[Dataset records]
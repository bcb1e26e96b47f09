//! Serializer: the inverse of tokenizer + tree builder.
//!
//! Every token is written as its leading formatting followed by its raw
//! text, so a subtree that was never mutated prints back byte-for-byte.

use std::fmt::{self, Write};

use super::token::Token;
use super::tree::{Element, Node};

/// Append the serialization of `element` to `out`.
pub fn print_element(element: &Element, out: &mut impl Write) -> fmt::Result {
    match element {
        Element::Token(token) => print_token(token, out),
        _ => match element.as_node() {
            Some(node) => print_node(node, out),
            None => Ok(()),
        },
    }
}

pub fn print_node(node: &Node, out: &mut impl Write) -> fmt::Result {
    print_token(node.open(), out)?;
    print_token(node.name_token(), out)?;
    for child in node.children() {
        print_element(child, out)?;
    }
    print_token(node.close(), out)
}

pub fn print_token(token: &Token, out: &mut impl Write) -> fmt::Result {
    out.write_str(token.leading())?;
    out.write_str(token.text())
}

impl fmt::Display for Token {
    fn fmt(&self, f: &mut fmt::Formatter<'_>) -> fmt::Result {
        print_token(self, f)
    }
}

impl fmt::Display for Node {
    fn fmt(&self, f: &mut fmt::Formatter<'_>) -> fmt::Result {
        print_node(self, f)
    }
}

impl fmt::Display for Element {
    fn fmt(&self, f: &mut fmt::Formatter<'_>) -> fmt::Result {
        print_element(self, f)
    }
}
--
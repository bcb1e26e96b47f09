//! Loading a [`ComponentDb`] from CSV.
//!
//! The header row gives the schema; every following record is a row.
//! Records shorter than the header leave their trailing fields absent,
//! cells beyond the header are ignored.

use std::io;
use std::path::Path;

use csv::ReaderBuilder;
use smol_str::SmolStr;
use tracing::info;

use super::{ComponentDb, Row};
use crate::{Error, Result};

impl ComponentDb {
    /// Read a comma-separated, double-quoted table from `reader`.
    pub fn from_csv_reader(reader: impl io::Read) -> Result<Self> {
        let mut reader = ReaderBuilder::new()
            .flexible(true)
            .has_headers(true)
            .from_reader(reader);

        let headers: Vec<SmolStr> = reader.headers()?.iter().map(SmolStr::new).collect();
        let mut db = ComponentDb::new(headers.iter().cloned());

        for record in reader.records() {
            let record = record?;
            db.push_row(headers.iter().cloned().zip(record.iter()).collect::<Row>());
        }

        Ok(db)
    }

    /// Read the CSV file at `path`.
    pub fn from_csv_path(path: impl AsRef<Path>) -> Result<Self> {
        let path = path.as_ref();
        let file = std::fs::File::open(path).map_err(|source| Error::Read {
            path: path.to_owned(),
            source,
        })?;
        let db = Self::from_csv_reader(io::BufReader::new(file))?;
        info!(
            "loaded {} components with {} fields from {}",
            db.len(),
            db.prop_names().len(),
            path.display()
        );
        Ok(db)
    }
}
...
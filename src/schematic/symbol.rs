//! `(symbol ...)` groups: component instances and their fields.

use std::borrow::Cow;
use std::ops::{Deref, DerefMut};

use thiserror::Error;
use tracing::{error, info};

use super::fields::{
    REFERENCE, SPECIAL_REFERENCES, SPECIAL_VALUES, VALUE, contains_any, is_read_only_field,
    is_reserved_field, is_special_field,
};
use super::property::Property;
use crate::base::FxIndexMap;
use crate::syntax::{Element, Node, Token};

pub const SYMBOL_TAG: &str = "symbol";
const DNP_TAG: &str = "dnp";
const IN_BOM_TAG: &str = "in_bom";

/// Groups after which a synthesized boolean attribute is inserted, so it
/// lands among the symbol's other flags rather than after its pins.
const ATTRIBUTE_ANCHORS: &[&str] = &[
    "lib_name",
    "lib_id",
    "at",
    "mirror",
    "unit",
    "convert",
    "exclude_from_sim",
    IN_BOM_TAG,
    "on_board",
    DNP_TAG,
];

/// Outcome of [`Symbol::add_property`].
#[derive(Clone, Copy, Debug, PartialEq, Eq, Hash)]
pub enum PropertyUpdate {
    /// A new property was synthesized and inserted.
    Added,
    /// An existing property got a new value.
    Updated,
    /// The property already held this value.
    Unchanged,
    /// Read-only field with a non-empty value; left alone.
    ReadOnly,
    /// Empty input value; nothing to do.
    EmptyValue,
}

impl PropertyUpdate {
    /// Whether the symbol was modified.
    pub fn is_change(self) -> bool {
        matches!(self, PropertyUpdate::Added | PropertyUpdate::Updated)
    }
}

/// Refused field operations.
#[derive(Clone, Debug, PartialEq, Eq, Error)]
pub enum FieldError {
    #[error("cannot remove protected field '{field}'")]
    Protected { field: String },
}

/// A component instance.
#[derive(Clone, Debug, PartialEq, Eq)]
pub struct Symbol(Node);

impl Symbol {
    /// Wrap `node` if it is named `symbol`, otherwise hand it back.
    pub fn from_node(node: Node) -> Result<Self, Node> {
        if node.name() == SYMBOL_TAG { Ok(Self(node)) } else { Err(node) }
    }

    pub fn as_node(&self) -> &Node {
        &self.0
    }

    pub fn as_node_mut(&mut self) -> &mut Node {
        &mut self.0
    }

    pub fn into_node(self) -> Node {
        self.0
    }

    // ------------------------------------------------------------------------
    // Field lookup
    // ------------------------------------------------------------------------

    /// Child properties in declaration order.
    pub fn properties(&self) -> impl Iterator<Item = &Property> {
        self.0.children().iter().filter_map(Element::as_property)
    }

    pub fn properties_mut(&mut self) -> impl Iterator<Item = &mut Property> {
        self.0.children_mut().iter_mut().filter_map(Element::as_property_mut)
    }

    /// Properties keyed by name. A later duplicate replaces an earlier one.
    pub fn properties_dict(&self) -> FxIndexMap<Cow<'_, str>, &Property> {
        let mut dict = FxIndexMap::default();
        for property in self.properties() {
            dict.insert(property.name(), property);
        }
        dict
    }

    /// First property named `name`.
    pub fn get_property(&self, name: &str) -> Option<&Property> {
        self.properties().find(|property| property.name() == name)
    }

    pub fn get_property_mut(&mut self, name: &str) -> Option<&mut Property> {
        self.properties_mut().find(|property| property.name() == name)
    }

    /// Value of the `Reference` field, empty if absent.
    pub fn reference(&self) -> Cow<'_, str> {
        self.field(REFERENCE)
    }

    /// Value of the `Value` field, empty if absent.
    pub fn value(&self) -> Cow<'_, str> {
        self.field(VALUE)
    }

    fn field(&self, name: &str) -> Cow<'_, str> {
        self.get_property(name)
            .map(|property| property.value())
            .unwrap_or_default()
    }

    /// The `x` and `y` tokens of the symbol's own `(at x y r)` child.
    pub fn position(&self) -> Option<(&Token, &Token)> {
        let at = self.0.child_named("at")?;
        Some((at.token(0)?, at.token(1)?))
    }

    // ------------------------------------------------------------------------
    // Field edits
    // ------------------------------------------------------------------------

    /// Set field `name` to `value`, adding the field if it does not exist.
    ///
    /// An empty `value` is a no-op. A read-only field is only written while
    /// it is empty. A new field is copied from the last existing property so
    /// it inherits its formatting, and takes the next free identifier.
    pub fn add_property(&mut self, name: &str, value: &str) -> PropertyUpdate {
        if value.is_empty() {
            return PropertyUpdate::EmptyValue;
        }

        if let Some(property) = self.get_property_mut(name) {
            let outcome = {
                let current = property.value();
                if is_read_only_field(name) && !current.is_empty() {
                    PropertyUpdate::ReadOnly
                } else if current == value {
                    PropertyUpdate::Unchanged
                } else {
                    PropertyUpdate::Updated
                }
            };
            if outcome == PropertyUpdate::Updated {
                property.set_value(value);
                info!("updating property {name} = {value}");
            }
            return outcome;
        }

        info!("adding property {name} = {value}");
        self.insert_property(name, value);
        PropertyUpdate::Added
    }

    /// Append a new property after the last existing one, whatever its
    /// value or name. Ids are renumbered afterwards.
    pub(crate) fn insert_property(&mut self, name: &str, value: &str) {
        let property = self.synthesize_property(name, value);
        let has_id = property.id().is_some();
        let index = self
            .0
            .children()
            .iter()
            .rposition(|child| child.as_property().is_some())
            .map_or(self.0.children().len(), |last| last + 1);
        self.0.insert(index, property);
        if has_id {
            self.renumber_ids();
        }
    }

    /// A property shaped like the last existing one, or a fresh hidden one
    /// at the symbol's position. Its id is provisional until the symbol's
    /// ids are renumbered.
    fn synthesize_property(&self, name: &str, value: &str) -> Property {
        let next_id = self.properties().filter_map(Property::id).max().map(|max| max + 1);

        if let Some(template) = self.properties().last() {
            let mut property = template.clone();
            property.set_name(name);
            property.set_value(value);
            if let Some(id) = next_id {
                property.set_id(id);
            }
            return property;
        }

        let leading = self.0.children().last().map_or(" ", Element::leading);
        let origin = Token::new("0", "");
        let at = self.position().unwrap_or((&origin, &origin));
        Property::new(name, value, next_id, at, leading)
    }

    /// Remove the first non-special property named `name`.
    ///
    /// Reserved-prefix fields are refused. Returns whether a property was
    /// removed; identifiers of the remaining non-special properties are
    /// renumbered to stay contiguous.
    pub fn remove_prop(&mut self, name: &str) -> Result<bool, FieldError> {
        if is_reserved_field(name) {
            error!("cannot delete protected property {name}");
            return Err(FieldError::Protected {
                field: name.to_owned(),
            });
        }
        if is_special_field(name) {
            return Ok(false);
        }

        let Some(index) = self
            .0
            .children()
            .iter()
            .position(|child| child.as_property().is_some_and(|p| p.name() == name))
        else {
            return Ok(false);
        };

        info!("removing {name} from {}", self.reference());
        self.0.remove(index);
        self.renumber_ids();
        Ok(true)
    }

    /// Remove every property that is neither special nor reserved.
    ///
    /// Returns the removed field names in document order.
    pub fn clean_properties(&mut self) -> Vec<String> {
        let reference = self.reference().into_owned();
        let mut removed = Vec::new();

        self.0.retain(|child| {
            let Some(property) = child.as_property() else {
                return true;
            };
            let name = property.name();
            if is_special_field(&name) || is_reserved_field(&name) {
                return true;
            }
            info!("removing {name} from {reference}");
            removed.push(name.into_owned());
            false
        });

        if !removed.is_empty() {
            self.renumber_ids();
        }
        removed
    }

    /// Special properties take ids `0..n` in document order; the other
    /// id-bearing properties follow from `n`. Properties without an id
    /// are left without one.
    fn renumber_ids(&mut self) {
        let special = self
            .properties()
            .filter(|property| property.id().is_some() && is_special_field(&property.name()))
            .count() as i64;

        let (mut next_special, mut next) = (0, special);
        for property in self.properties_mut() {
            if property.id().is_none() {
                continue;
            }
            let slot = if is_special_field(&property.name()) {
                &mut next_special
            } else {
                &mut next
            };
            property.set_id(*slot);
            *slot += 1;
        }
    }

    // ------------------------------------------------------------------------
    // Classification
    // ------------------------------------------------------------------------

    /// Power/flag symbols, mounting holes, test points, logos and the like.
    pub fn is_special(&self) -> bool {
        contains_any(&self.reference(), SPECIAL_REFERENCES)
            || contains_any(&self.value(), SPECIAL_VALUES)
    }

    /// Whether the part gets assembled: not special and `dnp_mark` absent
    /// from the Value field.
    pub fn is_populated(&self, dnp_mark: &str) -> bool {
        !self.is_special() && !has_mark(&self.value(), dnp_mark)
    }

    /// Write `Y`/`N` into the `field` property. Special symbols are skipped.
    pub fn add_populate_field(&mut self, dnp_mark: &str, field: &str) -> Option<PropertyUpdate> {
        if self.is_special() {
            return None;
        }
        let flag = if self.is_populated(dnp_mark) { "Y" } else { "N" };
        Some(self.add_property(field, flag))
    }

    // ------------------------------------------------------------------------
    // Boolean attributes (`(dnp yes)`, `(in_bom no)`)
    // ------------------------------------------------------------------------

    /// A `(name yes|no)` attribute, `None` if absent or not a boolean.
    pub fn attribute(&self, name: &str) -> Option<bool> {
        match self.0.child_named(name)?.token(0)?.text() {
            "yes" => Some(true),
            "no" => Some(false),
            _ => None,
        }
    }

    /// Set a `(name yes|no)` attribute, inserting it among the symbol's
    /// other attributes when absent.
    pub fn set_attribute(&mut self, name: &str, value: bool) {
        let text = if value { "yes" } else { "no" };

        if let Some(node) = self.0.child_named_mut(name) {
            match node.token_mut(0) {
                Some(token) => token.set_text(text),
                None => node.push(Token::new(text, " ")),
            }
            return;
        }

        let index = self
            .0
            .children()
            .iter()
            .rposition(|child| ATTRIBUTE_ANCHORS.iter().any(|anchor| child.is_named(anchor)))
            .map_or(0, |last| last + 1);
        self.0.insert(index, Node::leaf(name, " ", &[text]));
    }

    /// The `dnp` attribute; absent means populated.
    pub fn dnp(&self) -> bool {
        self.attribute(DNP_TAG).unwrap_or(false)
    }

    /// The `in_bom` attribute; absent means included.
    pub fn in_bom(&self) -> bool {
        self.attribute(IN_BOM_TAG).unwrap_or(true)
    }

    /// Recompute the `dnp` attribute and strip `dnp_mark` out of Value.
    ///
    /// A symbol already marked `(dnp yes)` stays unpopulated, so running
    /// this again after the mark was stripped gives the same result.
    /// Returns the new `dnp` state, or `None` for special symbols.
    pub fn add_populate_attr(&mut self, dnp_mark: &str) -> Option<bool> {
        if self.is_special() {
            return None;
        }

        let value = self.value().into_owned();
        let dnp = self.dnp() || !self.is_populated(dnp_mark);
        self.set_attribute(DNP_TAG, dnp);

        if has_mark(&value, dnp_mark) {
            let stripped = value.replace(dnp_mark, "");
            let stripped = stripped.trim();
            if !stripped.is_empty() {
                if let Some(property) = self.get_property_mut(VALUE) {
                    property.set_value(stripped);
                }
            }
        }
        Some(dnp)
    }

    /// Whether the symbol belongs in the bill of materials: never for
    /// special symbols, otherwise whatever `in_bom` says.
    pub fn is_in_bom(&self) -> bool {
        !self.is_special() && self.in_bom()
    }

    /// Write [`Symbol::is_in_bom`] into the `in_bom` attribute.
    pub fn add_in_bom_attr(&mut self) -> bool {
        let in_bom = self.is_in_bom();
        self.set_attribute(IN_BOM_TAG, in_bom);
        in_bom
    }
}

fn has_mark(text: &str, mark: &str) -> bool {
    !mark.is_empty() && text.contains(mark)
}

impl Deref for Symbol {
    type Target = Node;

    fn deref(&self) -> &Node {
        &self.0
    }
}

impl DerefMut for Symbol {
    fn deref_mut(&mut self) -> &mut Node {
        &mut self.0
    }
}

GOAL OF THE EXERCISE -> The answer is every line in the data where the word "path" appears.

RESPONSE FOR THIS EXERCISE ->
use std::path::Path;
    /// Read the CSV file at `path`.
    pub fn from_csv_path(path: impl AsRef<Path>) -> Result<Self> {
        let path = path.as_ref();
        let file = std::fs::File::open(path).map_err(|source| Error::Read {
            path: path.to_owned(),
            path.display()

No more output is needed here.